PURPOSE:
Existing animal chronic wound models have limited application to humans due to differences in mechanism of wound closure and dermal architecture. While most common laboratory species heal primarily through contracture from the wound margins, porcine and human skin heal mainly by reepithelialization. This similarity has lead researchers to view porcine skin as a valuable resource for the study of wound physiology, but a reproducible porcine model of delayed healing has not yet been described. Such a model would be an asset in the study and understanding of human wound healing. We have devised a protocol to generate delayed healing of full thickness cutaneous wounds in the porcine hindlimb.
METHODS:
Three Yorkshire swine underwent ligation of the common femoral artery (CFA), medial circumflex femoral artery (MCFA), external iliac artery (EIA), internal iliac artery (IIA), and deep circumflex iliac artery (DCIA) supplying the right hindlimb. Following ligation, thrombin, 5000 units, and Surgifoam™ (Johnson & Johnson, Somerville, NJ), 0.5 grams, were injected into the CFA by direct cannulation of the vessel.

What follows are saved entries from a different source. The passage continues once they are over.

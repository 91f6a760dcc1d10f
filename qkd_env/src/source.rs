//! Core randomness trait shared by every protocol stage.

use crate::{OsEntropySource, SeededSource};

/// The central interface for drawing randomness.
///
/// Alice, Eve, the channel and Bob all consume the same handle, strictly
/// in stage order. Implementations must never be shared between runs.
///
/// # Implementations
///
/// - **Simulation**: `SeededSource` - ChaCha8 from a 64-bit seed
/// - **Production**: `OsEntropySource` - OS-seeded, not reproducible
pub trait RandomSource: Send {
    /// Draws a uniform bit in {0, 1}.
    fn next_bit(&mut self) -> u8;

    /// Draws a uniform real in [0, 1).
    fn next_unit(&mut self) -> f64;

    /// Returns the seed this source was built from (for logging/replay).
    ///
    /// Unseeded sources return `None`.
    fn seed(&self) -> Option<u64>;
}

impl<R: RandomSource + ?Sized> RandomSource for Box<R> {
    fn next_bit(&mut self) -> u8 {
        (**self).next_bit()
    }

    fn next_unit(&mut self) -> f64 {
        (**self).next_unit()
    }

    fn seed(&self) -> Option<u64> {
        (**self).seed()
    }
}

/// Builds the source for a run: seeded when a seed is given, OS-seeded otherwise.
pub fn source_for(seed: Option<u64>) -> Box<dyn RandomSource> {
    match seed {
        Some(seed) => Box::new(SeededSource::new(seed)),
        None => Box::new(OsEntropySource::new()),
    }
}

The left hindlimb underwent sham operation (incision and dissection without ligation) and served as a control. Ischemia was confirmed by physical examination and observation of a sustained decrease in transcutaneous partial pressure of oxygen (TCpO₂) in comparison to preoperative values and control limb readings. Two weeks after the first operation, full-thickness wounds measuring 2 cm x 2 cm were created on the dorsal aspect of each hind limb, 5 cm proximal to the hoof. The wounds were measured and photographed at regular intervals and fluid was extracted from the bandages for cytokine analysis.
RESULTS:
Over a follow up period of 28 days, two of the animals demonstrated a three-day delay in arriving at the 50% percent closure level when compared to the control limb. Furthermore, while control limbs in both animals were fully closed at or before the 20^th day, the experimental limbs remained open until day 25 post-wounding. The third animal did not show any appreciable delay in healing between the control and experimental wounds, and instead ischemia and distal necrosis on the plantar aspect of the experimental limb was noted. This is attributed to a procedural error in which the injection of embolic agents was directed to the posterior circulation of the distal hindlimb. Histology and cytokine analysis for all wounds are pending.
CONCLUSION:
Our findings indicate that the above-described combination of ligation and angio-embolization of porcine hindlimb vasculature generates a state of tissue ischemia that results in measurable delay in the healing of full thickness cutaneous wounds. Additional operations are planned to ensure the reproducibility of these results, and we are currently developing an endovascular approach to accomplish the vascular occlusion and angioembolization in a more expeditious and super-selective manner.